Developing strong learning relationships is necessary, but not sufficient to ensure communities will passionately engage and pursue meaning, perhaps to the point of becoming captivated. There’s another factor at play. Children also need to know that they’re pulling together to do things of significance—things that matter in the world. In literacy pursuits, that means time with texts filled with compelling ideas worth talking about— ideas that connect with children’s minds and touch their hearts.
Compelling texts are often ripe with ambiguity, open to multiple interpretations, and resist closure. They launch ideas that matter to children, and abound with characters that are
relatable, complex, and imperfect, with all-too-human struggles. They touch the heart as well as the mind and offer fodder for thinking about the world beyond the text.

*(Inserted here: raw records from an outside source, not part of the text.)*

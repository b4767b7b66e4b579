// Copyright 2020 - developers of the `tlgram` project.
//
// Licensed under the Apache License, Version 2.0 <LICENSE-APACHE or
// https://www.apache.org/licenses/LICENSE-2.0> or the MIT license
// <LICENSE-MIT or https://opensource.org/licenses/MIT>, at your
// option. This file may not be copied, modified, or distributed
// except according to those terms.

mod auth;
mod builder;
mod chat_hashes;
mod dialogs;
mod secret_chats;
mod updates;

pub use auth::SignInError;
pub use builder::{ClientBuilder, ClientBuilderError};
pub use secret_chats::SecretChatError;

use std::collections::{HashMap, VecDeque};
use std::sync::Arc;
use std::time::Instant;

use tlgram_mtsender::{ConnectionParams, SenderPool, SenderPoolHandle};
use tlgram_session::{ChatHashCache, MessageBox, Session, UpdatesLike};
use tlgram_tl_types::{Deserializable, Serializable};

use crate::types::Update;
use secret_chats::{PendingSecretAction, PendingSecretChat, SecretChatEntry};

/// When no locale is found, use this one instead.
const DEFAULT_LOCALE: &str = "en";

/// A client capable of connecting to Telegram and invoking requests.
///
/// The entire client lives on a single event loop: it owns its connections, its
/// update-reconciliation state and its secret chats, none of which are shared via `Arc`/`Mutex`.
/// The caller drives it by repeatedly invoking requests and polling [`Client::next_update`].
pub struct Client {
    pub(crate) config: Config,
    pool: SenderPoolHandle,
    pool_updates: tokio::sync::mpsc::UnboundedReceiver<UpdatesLike>,
    pub(crate) chat_hashes: ChatHashCache,
    pub(crate) message_box: MessageBox,
    pub(crate) update_queue: VecDeque<Update>,
    pub(crate) last_update_limit_warn: Option<Instant>,

    /// Secret chats currently tracked, keyed by their (locally-chosen) chat identifier.
    pub(crate) secret_chats: HashMap<i32, SecretChatEntry>,

    /// Incoming secret chat requests awaiting a call to [`Client::accept_secret_chat`].
    pub(crate) pending_secret_chats: HashMap<i32, PendingSecretChat>,

    /// Cached `(g, p)` pair returned by `messages.getDhConfig`, refreshed whenever the server
    /// reports its `dhConfig` `version` changed.
    pub(crate) dh_config: Option<secret_chats::DhConfig>,

    /// Outgoing secret chat traffic produced while reacting to an incoming update (a re-key
    /// reply, a resend, a `notifyLayer`), queued here since [`Client::convert_update`] cannot
    /// itself await the RPC that sends it. Flushed by [`Client::next_update`].
    pub(crate) pending_secret_actions: VecDeque<PendingSecretAction>,
}

/// Configuration required to create a [`Client`] instance.
pub struct Config {
    /// Session storage where data should persist, such as the authorization key, server
    /// addresses, and other information required by the client between runs.
    pub session: Arc<dyn Session>,

    /// Developer's API ID, required to interact with Telegram's API.
    ///
    /// You may obtain your own at <https://my.telegram.org/auth>.
    pub api_id: i32,

    /// Developer's API hash, required to interact with Telegram's API.
    ///
    /// You may obtain your own at <https://my.telegram.org/auth>.
    pub api_hash: String,

    /// Additional initialization parameters that can have sane defaults.
    pub params: InitParams,
}

/// Optional initialization parameters, required when initializing a connection to Telegram's
/// API.
pub struct InitParams {
    pub device_model: String,
    pub system_version: String,
    pub app_version: String,
    pub system_lang_code: String,
    pub lang_code: String,

    /// Upper bound on how many updates are buffered before older ones get dropped.
    ///
    /// `None` means there is no limit, which risks unbounded memory growth if the caller
    /// never drains [`Client::next_update`].
    pub update_queue_limit: Option<usize>,
}

impl Default for InitParams {
    fn default() -> Self {
        let info = os_info::get();

        let mut system_lang_code = locate_locale::system();
        if system_lang_code.is_empty() {
            system_lang_code.push_str(DEFAULT_LOCALE);
        }

        let mut lang_code = locate_locale::user();
        if lang_code.is_empty() {
            lang_code.push_str(DEFAULT_LOCALE);
        }

        Self {
            device_model: format!("{} {}", info.os_type(), info.bitness()),
            system_version: info.version().to_string(),
            app_version: env!("CARGO_PKG_VERSION").to_string(),
            system_lang_code,
            lang_code,
            update_queue_limit: None,
        }
    }
}

impl From<&InitParams> for ConnectionParams {
    fn from(params: &InitParams) -> Self {
        Self {
            device_model: params.device_model.clone(),
            system_version: params.system_version.clone(),
            app_version: params.app_version.clone(),
            system_lang_code: params.system_lang_code.clone(),
            lang_code: params.lang_code.clone(),
        }
    }
}

impl Client {
    /// Connect to Telegram using the provided [`Config`].
    ///
    /// This does not perform any network I/O by itself: DC connections are opened lazily, the
    /// first time a request is routed to them. The connection pool runs on a spawned task of
    /// the caller's Tokio runtime; this is the one piece of internal concurrency the client
    /// relies on, since a `SenderPool` can serve more than one DC at a time.
    pub fn connect(config: Config) -> Self {
        let connection_params = ConnectionParams::from(&config.params);
        let pool = SenderPool::with_configuration(
            Arc::clone(&config.session),
            config.api_id,
            connection_params,
        );

        tokio::spawn(pool.runner.run());

        let message_box = match config.session.get_state() {
            Some(state) => MessageBox::load(state),
            None => MessageBox::new(),
        };
        let chat_hashes = ChatHashCache::new(
            config
                .session
                .signed_in_user()
                .map(|user| (user.id, user.bot)),
        );

        Self {
            config,
            pool: pool.handle,
            pool_updates: pool.updates,
            chat_hashes,
            message_box,
            update_queue: VecDeque::new(),
            last_update_limit_warn: None,
            secret_chats: HashMap::new(),
            pending_secret_chats: HashMap::new(),
            dh_config: None,
            pending_secret_actions: VecDeque::new(),
        }
    }

    /// Invoke a raw request, routed to the client's currently selected DC.
    pub async fn invoke<R: tlgram_tl_types::RemoteCall>(
        &self,
        request: &R,
    ) -> Result<R::Return, tlgram_mtsender::InvocationError> {
        self.invoke_in_dc(self.config.session.home_dc_id(), request)
            .await
    }

    /// Invoke a raw request against a specific datacenter, regardless of which one is
    /// currently selected as the "home" DC.
    ///
    /// Useful for operations that Telegram requires to be issued against a particular DC, such
    /// as downloading a file stored elsewhere or retrying a request after a `*_MIGRATE` error.
    pub async fn invoke_in_dc<R: tlgram_tl_types::RemoteCall>(
        &self,
        dc_id: i32,
        request: &R,
    ) -> Result<R::Return, tlgram_mtsender::InvocationError> {
        let body = self.pool.invoke_in_dc(dc_id, request.to_bytes()).await?;
        R::Return::from_bytes(&body).map_err(tlgram_mtsender::InvocationError::from)
    }

    /// Terminate the connection pool and stop serving any further requests.
    ///
    /// Already in-flight calls are allowed to complete; [`Client::next_update`] will return
    /// `Ok(None)` once the pool has drained.
    pub fn disconnect(&self) {
        self.pool.quit();
    }
}
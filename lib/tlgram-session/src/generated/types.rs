// Copyright 2020 - developers of the `tlgram` project.
//
// Licensed under the Apache License, Version 2.0 <LICENSE-APACHE or
// https://www.apache.org/licenses/LICENSE-2.0> or the MIT license
// <LICENSE-MIT or https://opensource.org/licenses/MIT>, at your
// option. This file may not be copied, modified, or distributed
// except according to those terms.

#![allow(clippy::derive_partial_eq_without_eq)]

//! This module contains all of the bare types used to persist a
//! session to disk, each represented by a `struct`. All of them
//! implement [`Identifiable`], [`Serializable`] and [`Deserializable`].
//!
//! [`Identifiable`]: tlgram_tl_types::Identifiable
//! [`Serializable`]: tlgram_tl_types::Serializable
//! [`Deserializable`]: tlgram_tl_types::Deserializable

include!(concat!(env!("OUT_DIR"), "/generated_types.rs"));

One of the biggest impediments to engaging with ideas, even the most compelling, is an overarching emphasis on answers. When children believe reading is a process of finding answers inside their own minds, they see no need to think and talk with other readers. A focus on answers also creates a right-wrong mindset, shutting down children’s willingness to explore a range of ideas.

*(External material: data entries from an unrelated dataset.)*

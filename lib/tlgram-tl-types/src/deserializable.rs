// Copyright 2020 - developers of the `tlgram` project.
//
// Licensed under the Apache License, Version 2.0 <LICENSE-APACHE or
// https://www.apache.org/licenses/LICENSE-2.0> or the MIT license
// <LICENSE-MIT or https://opensource.org/licenses/MIT>, at your
// option. This file may not be copied, modified, or distributed
// except according to those terms.
use crate::errors::DeserializeError;

/// Re-implement `Cursor` to only work over in-memory buffers and greatly
/// narrow the possible error cases.
pub struct Cursor<'a> {
    buf: &'a [u8],
    pos: usize,
}

impl<'a> Cursor<'a> {
    /// Wraps a buffer so it can be read from incrementally.
    pub fn from_slice(buf: &'a [u8]) -> Self {
        Self { buf, pos: 0 }
    }

    pub fn read_byte(&mut self) -> Result<u8> {
        if self.pos < self.buf.len() {
            let byte = self.buf[self.pos];
            self.pos += 1;
            Ok(byte)
        } else {
            Err(DeserializeError::UnexpectedEof)
        }
    }

    pub fn read_exact(&mut self, buf: &mut [u8]) -> Result<()> {
        if self.pos + buf.len() > self.buf.len() {
            Err(DeserializeError::UnexpectedEof)
        } else {
            buf.copy_from_slice(&self.buf[self.pos..self.pos + buf.len()]);
            self.pos += buf.len();
            Ok(())
        }
    }

    pub fn read_to_end(&mut self, buf: &mut Vec<u8>) -> Result<usize> {
        buf.extend(&self.buf[self.pos..]);
        let old = self.pos;
        self.pos = self.buf.len();
        Ok(self.pos - old)
    }
}

/// The problem with being generic over `std::io::Read` is that it's
/// fallible, but in practice, we're always going to serialize in-memory,
/// so instead we just use a `[u8]` as our buffer.
pub(crate) type Buffer<'a, 'b> = &'a mut Cursor<'b>;
pub(crate) type Result<T> = std::result::Result<T, DeserializeError>;

/// This trait allows for data serialized according to the
/// [Binary Data Serialization] to be deserialized into concrete instances.
///
/// [Binary Data Serialization]: https://core.telegram.org/mtproto/serialize
pub trait Deserializable {
    /// Deserializes an instance of the type from a given buffer.
    fn deserialize(buf: Buffer) -> Result<Self>
    where
        Self: std::marker::Sized;

    /// Convenience function to deserialize an instance from a given buffer.
    ///
    /// # Examples
    ///
    /// ```
    /// use tlgram_tl_types::Deserializable;
    ///
    /// assert_eq!(bool::from_bytes(&[0x37, 0x97, 0x79, 0xbc]).unwrap(), false);
    /// ```
    fn from_bytes(buf: &[u8]) -> Result<Self>
    where
        Self: std::marker::Sized,
    {
        Self::deserialize(&mut Cursor { buf, pos: 0 })
    }
}

impl Deserializable for bool {
    /// Deserializes a boolean according to the following definitions:
    ///
    /// * `boolFalse#bc799737 = Bool;` deserializes into `false`.
    /// * `boolTrue#997275b5 = Bool;` deserializes into `true`.
    ///
    /// # Examples
    ///
    /// ```
    /// use tlgram_tl_types::Deserializable;
    ///
    /// assert_eq!(bool::from_bytes(&[0xb5, 0x75, 0x72, 0x99]).unwrap(), true);
    /// assert_eq!(bool::from_bytes(&[0x37, 0x97, 0x79, 0xbc]).unwrap(), false);
    /// ```
    #[allow(clippy::unreadable_literal)]
    fn deserialize(buf: Buffer) -> Result<Self> {
        let id = u32::deserialize(buf)?;
        match id {
            0x997275b5u32 => Ok(true),
            0xbc799737u32 => Ok(false),
            _ => Err(DeserializeError::UnexpectedConstructor { id }),
        }
    }
}

impl Deserializable for i32 {
    /// Deserializes a 32-bit signed integer according to the following
    /// definition:
    ///
    /// * `int ? = Int;`.
    ///
    /// # Examples
    ///
    /// ```
    /// use tlgram_tl_types::Deserializable;
    ///
    /// assert_eq!(i32::from_bytes(&[0x00, 0x00, 0x00, 0x00]).unwrap(), 0i32);
    /// assert_eq!(i32::from_bytes(&[0x01, 0x00, 0x00, 0x00]).unwrap(), 1i32);
    /// assert_eq!(i32::from_bytes(&[0xff, 0xff, 0xff, 0xff]).unwrap(), -1i32);
    /// assert_eq!(i32::from_bytes(&[0xff, 0xff, 0xff, 0x7f]).unwrap(), i32::max_value());
    /// assert_eq!(i32::from_bytes(&[0x00, 0x00, 0x00, 0x80]).unwrap(), i32::min_value());
    /// ```
    fn deserialize(buf: Buffer) -> Result<Self> {
        let mut buffer = [0u8; 4];
        buf.read_exact(&mut buffer)?;
        Ok(Self::from_le_bytes(buffer))
    }
}

impl Deserializable for u32 {
    /// Deserializes a 32-bit unsigned integer according to the following
    /// definition:
    ///
    /// * `int ? = Int;`.
    ///
    /// # Examples
    ///
    /// ```
    /// use tlgram_tl_types::Deserializable;
    ///
    /// assert_eq!(u32::from_bytes(&[0x00, 0x00, 0x00, 0x00]).unwrap(), 0u32);
    /// assert_eq!(u32::from_bytes(&[0x01, 0x00, 0x00, 0x00]).unwrap(), 1u32);
    /// assert_eq!(u32::from_bytes(&[0xff, 0xff, 0xff, 0xff]).unwrap(), u32::max_value());
    /// assert_eq!(u32::from_bytes(&[0x00, 0x00, 0x00, 0x00]).unwrap(), u32::min_value());
    /// ```
    fn deserialize(buf: Buffer) -> Result<Self> {
        let mut buffer = [0u8; 4];
        buf.read_exact(&mut buffer)?;
        Ok(Self::from_le_bytes(buffer))
    }
}

impl Deserializable for i64 {
    /// Deserializes a 64-bit signed integer according to the following
    /// definition:
    ///
    /// * `long ? = Long;`.
    ///
    /// # Examples
    ///
    /// ```
    /// use tlgram_tl_types::Deserializable;
    ///
    /// assert_eq!(i64::from_bytes(&[0x0, 0x0, 0x0, 0x0, 0x0, 0x0, 0x0, 0x0]).unwrap(), 0i64);
    /// assert_eq!(i64::from_bytes(&[0x1, 0x0, 0x0, 0x0, 0x0, 0x0, 0x0, 0x0]).unwrap(), 1i64);
    /// assert_eq!(i64::from_bytes(&[0xff, 0xff, 0xff, 0xff, 0xff, 0xff, 0xff, 0xff]).unwrap(), (-1i64));
    /// assert_eq!(i64::from_bytes(&[0xff, 0xff, 0xff, 0xff, 0xff, 0xff, 0xff, 0x7f]).unwrap(), i64::max_value());
    /// assert_eq!(i64::from_bytes(&[0x0, 0x0, 0x0, 0x0, 0x0, 0x0, 0x0, 0x80]).unwrap(), i64::min_value());
    /// ```
    fn deserialize(buf: Buffer) -> Result<Self> {
        let mut buffer = [0u8; 8];
        buf.read_exact(&mut buffer)?;
        Ok(Self::from_le_bytes(buffer))
    }
}

impl Deserializable for [u8; 16] {
    /// Deserializes the 128-bit integer according to the following
    /// definition:
    ///
    /// * `int128 4*[ int ] = Int128;`.
    ///
    /// # Examples
    ///
    /// ```
    /// use tlgram_tl_types::Deserializable;
    ///
    /// let data = [1, 2, 3, 4, 5, 6, 7, 8, 9, 10, 11, 12, 13, 14, 15, 16];
    ///
    /// assert_eq!(<[u8; 16]>::from_bytes(&data).unwrap(), data);
    /// ```
    fn deserialize(buf: Buffer) -> Result<Self> {
        let mut buffer = [0u8; 16];
        buf.read_exact(&mut buffer)?;
        Ok(buffer)
    }
}

impl Deserializable for [u8; 32] {
    /// Deserializes the 128-bit integer according to the following
    /// definition:
    ///
    /// * `int256 8*[ int ] = Int256;`.
    ///
    /// # Examples
    ///
    /// ```
    /// use tlgram_tl_types::Deserializable;
    ///
    /// let data = [1, 2, 3, 4, 5, 6, 7, 8, 9, 10, 11, 12, 13, 14, 15, 16, 17,
    ///             18, 19, 20, 21, 22, 23, 24, 25, 26, 27, 28, 29, 30, 31, 32];
    ///
    /// assert_eq!(<[u8; 32]>::from_bytes(&data).unwrap(), data);
    /// ```
    fn deserialize(buf: Buffer) -> Result<Self> {
        let mut buffer = [0u8; 32];
        buf.read_exact(&mut buffer)?;
        Ok(buffer)
    }
}

impl Deserializable for f64 {
    /// Deserializes a 64-bit floating point according to the
    /// following definition:
    ///
    /// * `double ? = Double;`.
    ///
    /// # Examples
    ///
    /// ```
    /// use std::f64;
    /// use tlgram_tl_types::Deserializable;
    ///
    /// assert_eq!(f64::from_bytes(&[0x0, 0x0, 0x0, 0x0, 0x0, 0x0, 0x0, 0x0]).unwrap(), 0f64);
    /// assert_eq!(f64::from_bytes(&[0x0, 0x0, 0x0, 0x0, 0x0, 0x0, 0xf8, 0x3f]).unwrap(), 1.5f64);
    /// assert_eq!(f64::from_bytes(&[0x0, 0x0, 0x0, 0x0, 0x0, 0x0, 0xf8, 0xbf]).unwrap(), -1.5f64);
    /// assert_eq!(f64::from_bytes(&[0x0, 0x0, 0x0, 0x0, 0x0, 0x0, 0xf0, 0x7f]).unwrap(), f64::INFINITY);
    /// assert_eq!(f64::from_bytes(&[0x0, 0x0, 0x0, 0x0, 0x0, 0x0, 0xf0, 0xff]).unwrap(), f64::NEG_INFINITY);
    /// ```
    fn deserialize(buf: Buffer) -> Result<Self> {
        let mut buffer = [0u8; 8];
        buf.read_exact(&mut buffer)?;
        Ok(Self::from_le_bytes(buffer))
    }
}

impl<T: Deserializable> Deserializable for Vec<T> {
    /// Deserializes a vector of deserializable items according to the
    /// following definition:
    ///
    /// * `vector#1cb5c415 {t:Type} # [ t ] = Vector t;`.
    ///
    /// # Examples
    ///
    /// ```
    /// use tlgram_tl_types::Deserializable;
    ///
    /// assert_eq!(Vec::<i32>::from_bytes(&[0x15, 0xc4, 0xb5, 0x1c, 0x0, 0x0, 0x0, 0x0]).unwrap(), Vec::new());
    /// assert_eq!(Vec::<i32>::from_bytes(&[0x15, 0xc4, 0xb5, 0x1c, 0x1, 0x0, 0x0, 0x0, 0x7f, 0x0, 0x0, 0x0]).unwrap(),
    ///            vec![0x7f_i32]);
    /// ```
    #[allow(clippy::unreadable_literal)]
    fn deserialize(buf: Buffer) -> Result<Self> {
        let id = u32::deserialize(buf)?;
        if id != 0x1cb5c415u32 {
            return Err(DeserializeError::UnexpectedConstructor { id });
        }
        let len = u32::deserialize(buf)?;
        Ok((0..len)
            .map(|_| T::deserialize(buf))
            .collect::<Result<Vec<T>>>()?)
    }
}

impl<T: Deserializable> Deserializable for crate::RawVec<T> {
    /// Deserializes a vector of deserializable items according to the
    /// following definition:
    ///
    /// * `vector#1cb5c415 {t:Type} # [ t ] = Vector t;`.
    ///
    /// # Examples
    ///
    /// ```
    /// use tlgram_tl_types::{RawVec, Deserializable};
    ///
    /// assert_eq!(RawVec::<i32>::from_bytes(&[0x0, 0x0, 0x0, 0x0]).unwrap().0, Vec::<i32>::new());
    /// assert_eq!(RawVec::<i32>::from_bytes(&[0x1, 0x0, 0x0, 0x0, 0x7f, 0x0, 0x0, 0x0]).unwrap().0, vec![0x7f_i32]);
    /// ```
    fn deserialize(buf: Buffer) -> Result<Self> {
        let len = u32::deserialize(buf)?;
        Ok(Self(
            (0..len)
                .map(|_| T::deserialize(buf))
                .collect::<Result<Vec<T>>>()?,
        ))
    }
}

impl Deserializable for crate::Blob {
    /// Deserializes a blob by doing no parsing or interpretation.
    fn deserialize(buf: Buffer) -> Result<Self> {
        let mut result = Vec::new();
        buf.read_to_end(&mut result)?;
        Ok(Self(result))
    }
}

impl Deserializable for String {
    /// Deserializes a UTF-8 string according to the following definition:
    ///
    /// * `string ? = String;`.
    ///
    /// # Examples
    ///
    /// ```
    /// use tlgram_tl_types::Deserializable;
    ///
    /// fn test_string(string: &str, prefix: &[u8], suffix: &[u8]) {
    ///    let bytes = {
    ///        let mut tmp = prefix.to_vec();
    ///        tmp.extend(string.as_bytes());
    ///        tmp.extend(suffix);
    ///        tmp
    ///    };
    ///    let expected = string.to_owned();
    ///
    ///    assert_eq!(String::from_bytes(&bytes).unwrap(), expected);
    /// }
    ///
    /// test_string("", &[0x00], &[0x00, 0x00, 0x00]);
    /// test_string("Hi", &[0x02], &[0x0]);
    /// test_string("Hi!", &[0x03], &[]);
    /// test_string("Hello", &[0x05], &[0x0, 0x0]);
    /// test_string("Hello, world!", &[0xd], &[0x0, 0x0]);
    /// test_string(
    ///     "This is a very long string, and it has to be longer than 253 \
    ///      characters, which are quite a few but we can make it! Although, \
    ///      it is quite challenging. The quick brown fox jumps over the lazy \
    ///      fox. There is still some more text we need to type. Oh, this \
    ///      sentence made it past!",
    ///      &[0xfe, 0x11, 0x01, 0x00],
    ///      &[0x00, 0x00, 0x00]
    /// );
    /// ```
    fn deserialize(buf: Buffer) -> Result<Self> {
        Ok(String::from_utf8_lossy(&Vec::<u8>::deserialize(buf)?).into())
    }
}

impl Deserializable for Vec<u8> {
    /// Deserializes a vector of bytes as a byte-string according to the
    /// following definition:
    ///
    /// * `string ? = String;`.
    ///
    /// # Examples
    ///
    /// ```
    /// use tlgram_tl_types::{Deserializable};
    ///
    /// assert_eq!(Vec::<u8>::from_bytes(&[0x00, 0x00, 0x00, 0x00]).unwrap(), Vec::new());
    /// assert_eq!(Vec::<u8>::from_bytes(&[0x01, 0x7f, 0x00, 0x00]).unwrap(), vec![0x7f_u8]);
    /// ```
    fn deserialize(buf: Buffer) -> Result<Self> {
        let first_byte = buf.read_byte()?;
        let (len, padding) = if first_byte == 254 {
            let mut buffer = [0u8; 3];
            buf.read_exact(&mut buffer)?;
            let len =
                (buffer[0] as usize) | ((buffer[1] as usize) << 8) | ((buffer[2] as usize) << 16);

            (len, len % 4)
        } else {
            let len = first_byte as usize;
            (len, (len + 1) % 4)
        };

        let mut result = vec![0u8; len];
        buf.read_exact(&mut result)?;

        if padding > 0 {
            for _ in 0..(4 - padding) {
                buf.read_byte()?;
            }
        }

        Ok(result)
    }
}

#[cfg(test)]
mod tests {
    #[cfg(feature = "tl-api")]
    use super::*;

    #[test]
    #[cfg(feature = "tl-api")]
    fn ensure_generic_reads_blob() {
        let blob = [103, 64, 11, 51, 72];
        assert_eq!(
            <crate::functions::InvokeWithLayer as crate::RemoteCall>::Return::from_bytes(&blob)
                .unwrap()
                .0,
            blob
        );
    }
}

As you consider creating a place for talk to thrive in your own classroom, remember that if children are to develop as a learning community, they must believe that their efforts to engage with each other and with ideas matter. They need to connect what they are doing with a real why—the development of purposefully literate lives. And they need to see that purposefully literate lives are at the same time both individual and social. When children set about real work in real ways, and feel the support of their community alongside them, the learning becomes their own, and they agree to grow together.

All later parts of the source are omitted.